Serum sclerostin is associated with PWV independently of routine markers of CKD-MBD in hemodialysis patients. In contrast, Dkk-1 has no association with arterial stiffness and is not pathophysiologically involved in relevant vascular changes.
骨硬化蛋白(Sclerostin)和 Dickkopf-1(Dkk-1)蛋白是经典 Wnt/β-连环蛋白骨通路的抑制剂。初步研究表明,骨硬化蛋白可能与慢性肾脏病(CKD)中的血管变化有关,但关于 Dkk-1 的数据却很少。这是第一项研究,旨在同时探讨骨硬化蛋白和 Dkk-1 与血液透析患者动脉僵硬的相关性。
在每周的非透析日,对 80 名接受慢性血液透析的患者进行颈股脉搏波速度(PWV)、中心血压(BP)和应用平板张力计(Sphygmocor)评估的波反射检测。采用 ELISA 法检测血清骨硬化蛋白和 Dkk-1 水平。在分析中使用了大量人口统计学、合并症、实验室和药物参数。
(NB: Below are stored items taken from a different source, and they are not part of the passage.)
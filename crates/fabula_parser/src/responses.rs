//! Player-facing failure messages.
//!
//! Every recoverable input failure renders one of four templates.
//! Hosts swap the wording (translation, tone) without touching the
//! dispatch logic; `{0}` marks where the offending phrase or the
//! candidate list lands.

/// Substitutes `value` for every `{0}` in the template.
#[must_use]
pub fn fill(template: &str, value: &str) -> String {
    template.replace("{0}", value)
}

/// Message templates for the four input failure cases.
#[derive(Clone, Debug)]
pub struct Responses {
    /// No trigger matched the input. No substitution.
    pub no_match: String,

    /// A noun phrase resolved to no item. `{0}` is the phrase.
    pub cant_find: String,

    /// A noun phrase fit several items. `{0}` lists their display
    /// names in declaration order.
    pub which: String,

    /// An argument failed its type's conversion. `{0}` is the
    /// offending text.
    pub bad_value: String,
}

impl Default for Responses {
    fn default() -> Self {
        Self {
            no_match: "I don't understand that.".to_string(),
            cant_find: "You can't see any {0} here.".to_string(),
            which: "Which do you mean: {0}?".to_string(),
            bad_value: "I don't understand \"{0}\" here.".to_string(),
        }
    }
}

impl Responses {
    /// Builder method to set the unmatched-input message.
    #[must_use]
    pub fn with_no_match(mut self, template: impl Into<String>) -> Self {
        self.no_match = template.into();
        self
    }

    /// Builder method to set the unknown-item message.
    #[must_use]
    pub fn with_cant_find(mut self, template: impl Into<String>) -> Self {
        self.cant_find = template.into();
        self
    }

    /// Builder method to set the ambiguous-item message.
    #[must_use]
    pub fn with_which(mut self, template: impl Into<String>) -> Self {
        self.which = template.into();
        self
    }

    /// Builder method to set the bad-argument message.
    #[must_use]
    pub fn with_bad_value(mut self, template: impl Into<String>) -> Self {
        self.bad_value = template.into();
        self
    }
}
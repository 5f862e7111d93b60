//! Integration tests for the fabula_parser crate.
//!
//! Tests for the natural-language command pipeline:
//! - Input normalization
//! - Noun and adjective resolution
//! - Trigger scanning and typed dispatch

mod dispatch_tests;
//! GeoIP 服务模块
//!
//! 提供 IP 地址城市级地理位置查询功能，基于 MaxMind GeoLite2 本地数据库。

mod maxmind;
mod model;
mod provider;

pub use maxmind::MaxMindReader;
pub use model::{GeoLocation, SubdivisionInfo};
pub use provider::{GeoDatabase, resolve};
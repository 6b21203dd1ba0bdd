pub mod access_log;

pub use access_log::AccessLog;
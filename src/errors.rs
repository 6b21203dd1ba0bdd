use std::fmt;

#[derive(Debug, Clone)]
pub enum GeoLookupError {
    InvalidAddress(String),
    Lookup(String),
    Database(String),
    Config(String),
}

impl GeoLookupError {
    /// 获取错误代码
    pub fn code(&self) -> &'static str {
        match self {
            GeoLookupError::InvalidAddress(_) => "E001",
            GeoLookupError::Lookup(_) => "E002",
            GeoLookupError::Database(_) => "E003",
            GeoLookupError::Config(_) => "E004",
        }
    }

    /// 获取错误类型名称
    pub fn error_type(&self) -> &'static str {
        match self {
            GeoLookupError::InvalidAddress(_) => "Invalid IP Address",
            GeoLookupError::Lookup(_) => "Lookup Failed",
            GeoLookupError::Database(_) => "Database Error",
            GeoLookupError::Config(_) => "Configuration Error",
        }
    }

    /// 获取错误详情
    pub fn message(&self) -> &str {
        match self {
            GeoLookupError::InvalidAddress(msg) => msg,
            GeoLookupError::Lookup(msg) => msg,
            GeoLookupError::Database(msg) => msg,
            GeoLookupError::Config(msg) => msg,
        }
    }

    /// 格式化为彩色输出（用于 Server 模式的致命错误）
    pub fn format_colored(&self) -> String {
        use colored::Colorize;
        format!(
            "{} {} {}\n  {}",
            "[ERROR]".red().bold(),
            self.code().yellow(),
            self.error_type().red(),
            self.message().white()
        )
    }

    /// 格式化为简洁输出
    pub fn format_simple(&self) -> String {
        format!("{}: {}", self.error_type(), self.message())
    }
}

impl fmt::Display for GeoLookupError {
    fn fmt(&self, f: &mut fmt::Formatter<'_>) -> fmt::Result {
        // 默认使用简洁格式
        write!(f, "{}", self.format_simple())
    }
}

impl std::error::Error for GeoLookupError {}

// 便捷的构造函数
impl GeoLookupError {
    pub fn invalid_address<T: Into<String>>(msg: T) -> Self {
        GeoLookupError::InvalidAddress(msg.into())
    }

    pub fn lookup<T: Into<String>>(msg: T) -> Self {
        GeoLookupError::Lookup(msg.into())
    }

    pub fn database<T: Into<String>>(msg: T) -> Self {
        GeoLookupError::Database(msg.into())
    }

    pub fn config<T: Into<String>>(msg: T) -> Self {
        GeoLookupError::Config(msg.into())
    }
}

// 为常见的错误类型实现 From trait
impl From<maxminddb::MaxMindDbError> for GeoLookupError {
    fn from(err: maxminddb::MaxMindDbError) -> Self {
        GeoLookupError::Lookup(err.to_string())
    }
}

impl From<std::net::AddrParseError> for GeoLookupError {
    fn from(err: std::net::AddrParseError) -> Self {
        GeoLookupError::InvalidAddress(err.to_string())
    }
}

impl From<std::io::Error> for GeoLookupError {
    fn from(err: std::io::Error) -> Self {
        GeoLookupError::Database(err.to_string())
    }
}

pub type Result<T> = std::result::Result<T, GeoLookupError>;
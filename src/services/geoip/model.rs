//! Geo lookup result model
//!
//! Flattens the nested GeoLite2 city record into the shape the HTTP layer
//! serves. Display names always use the English localization; entities the
//! database has no English name for come back as empty strings.

use maxminddb::geoip2;
use serde::Serialize;

/// 行政区划（州/省等），保留数据库返回的顺序
#[derive(Debug, Clone, Default, PartialEq, Serialize)]
pub struct SubdivisionInfo {
    pub name: String,
    pub iso: String,
}

/// 一次城市级查询的完整地理信息
#[derive(Debug, Clone, Default, PartialEq, Serialize)]
pub struct GeoLocation {
    pub continent: String,
    pub continent_code: String,
    pub country: String,
    pub country_code: String,
    pub subdivisions: Vec<SubdivisionInfo>,
    pub city: String,
    pub location_accuracy: u16,
    pub latitude: f64,
    pub longitude: f64,
    pub time_zone: String,
}

impl GeoLocation {
    /// Map a decoded GeoLite2 city record into the flat response model.
    ///
    /// Subdivision order is kept exactly as stored (largest to smallest
    /// region); reordering would conflate e.g. state and county.
    pub fn from_city_record(record: &geoip2::City<'_>) -> Self {
        let subdivisions = record
            .subdivisions
            .iter()
            .map(|subdivision| SubdivisionInfo {
                name: subdivision.names.english.unwrap_or_default().to_string(),
                iso: subdivision.iso_code.unwrap_or_default().to_string(),
            })
            .collect();

        GeoLocation {
            continent: record.continent.names.english.unwrap_or_default().to_string(),
            continent_code: record.continent.code.unwrap_or_default().to_string(),
            country: record.country.names.english.unwrap_or_default().to_string(),
            country_code: record.country.iso_code.unwrap_or_default().to_string(),
            subdivisions,
            city: record.city.names.english.unwrap_or_default().to_string(),
            location_accuracy: record.location.accuracy_radius.unwrap_or_default(),
            latitude: record.location.latitude.unwrap_or_default(),
            longitude: record.location.longitude.unwrap_or_default(),
            time_zone: record.location.time_zone.unwrap_or_default().to_string(),
        }
    }
}

#[cfg(test)]
mod tests {
    use super::*;

    fn sample_record() -> geoip2::City<'static> {
        geoip2::City {
            city: geoip2::city::City {
                geoname_id: Some(2643743),
                names: geoip2::Names {
                    english: Some("London"),
                    ..Default::default()
                },
                ..Default::default()
            },
            continent: geoip2::city::Continent {
                code: Some("EU"),
                names: geoip2::Names {
                    english: Some("Europe"),
                    ..Default::default()
                },
                ..Default::default()
            },
            country: geoip2::city::Country {
                iso_code: Some("GB"),
                names: geoip2::Names {
                    english: Some("United Kingdom"),
                    ..Default::default()
                },
                ..Default::default()
            },
            location: geoip2::city::Location {
                accuracy_radius: Some(10),
                latitude: Some(51.5142),
                longitude: Some(-0.0931),
                time_zone: Some("Europe/London"),
                ..Default::default()
            },
            subdivisions: vec![
                geoip2::city::Subdivision {
                    iso_code: Some("ENG"),
                    names: geoip2::Names {
                        english: Some("England"),
                        ..Default::default()
                    },
                    ..Default::default()
                },
                geoip2::city::Subdivision {
                    iso_code: Some("TOB"),
                    names: geoip2::Names {
                        english: Some("Tower Hamlets"),
                        ..Default::default()
                    },
                    ..Default::default()
                },
            ],
            ..Default::default()
        }
    }

    #[test]
    fn test_from_city_record_full() {
        let location = GeoLocation::from_city_record(&sample_record());

        assert_eq!(location.continent, "Europe");
        assert_eq!(location.continent_code, "EU");
        assert_eq!(location.country, "United Kingdom");
        assert_eq!(location.country_code, "GB");
        assert_eq!(location.city, "London");
        assert_eq!(location.location_accuracy, 10);
        assert_eq!(location.latitude, 51.5142);
        assert_eq!(location.longitude, -0.0931);
        assert_eq!(location.time_zone, "Europe/London");
    }

    #[test]
    fn test_subdivision_order_preserved() {
        let location = GeoLocation::from_city_record(&sample_record());

        assert_eq!(
            location.subdivisions,
            vec![
                SubdivisionInfo {
                    name: "England".to_string(),
                    iso: "ENG".to_string(),
                },
                SubdivisionInfo {
                    name: "Tower Hamlets".to_string(),
                    iso: "TOB".to_string(),
                },
            ]
        );
    }

    #[test]
    fn test_missing_english_names_become_empty_strings() {
        let record = geoip2::City {
            country: geoip2::city::Country {
                iso_code: Some("CN"),
                names: geoip2::Names {
                    simplified_chinese: Some("中国"),
                    ..Default::default()
                },
                ..Default::default()
            },
            ..Default::default()
        };

        let location = GeoLocation::from_city_record(&record);
        assert_eq!(location.country, "");
        assert_eq!(location.country_code, "CN");
        assert_eq!(location.city, "");
        assert_eq!(location.time_zone, "");
        assert_eq!(location.location_accuracy, 0);
        assert_eq!(location.latitude, 0.0);
        assert_eq!(location.longitude, 0.0);
        assert!(location.subdivisions.is_empty());
    }
}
PWV>9.5m/s(动脉僵硬组,n=40)的患者年龄较大,BMI 较高,高血压、糖尿病和冠心病的患病率较高,外周收缩压、中心收缩压、C 反应蛋白和血清骨硬化蛋白较高(p=0.02),但 Dkk-1 水平相似。当根据骨硬化蛋白水平将人群分为两组时,高骨硬化蛋白组的 PWV 高于低骨硬化蛋白组(10.63±2.71 vs. 9.77±3.13,p=0.048)。较高的骨硬化蛋白(>200pg/mL)与 PWV 升高(>9.5m/s;每增加 1pg/mL,HR 2.778,95%CI 1.123-6.868)显著相关;在逐步调整 Dkk-1、全段甲状旁腺激素和钙×磷乘积后,这种相关性仍然显著。相比之下,Dkk-1 与 PWV 之间无相关性(HR 1.000,95%CI 0.416-2.403)。
血清骨硬化蛋白与血液透析患者的 CKD-MBD 常规标志物独立相关。相反,Dkk-1 与动脉僵硬无相关性,并且与相关血管变化在病理生理学上无关联。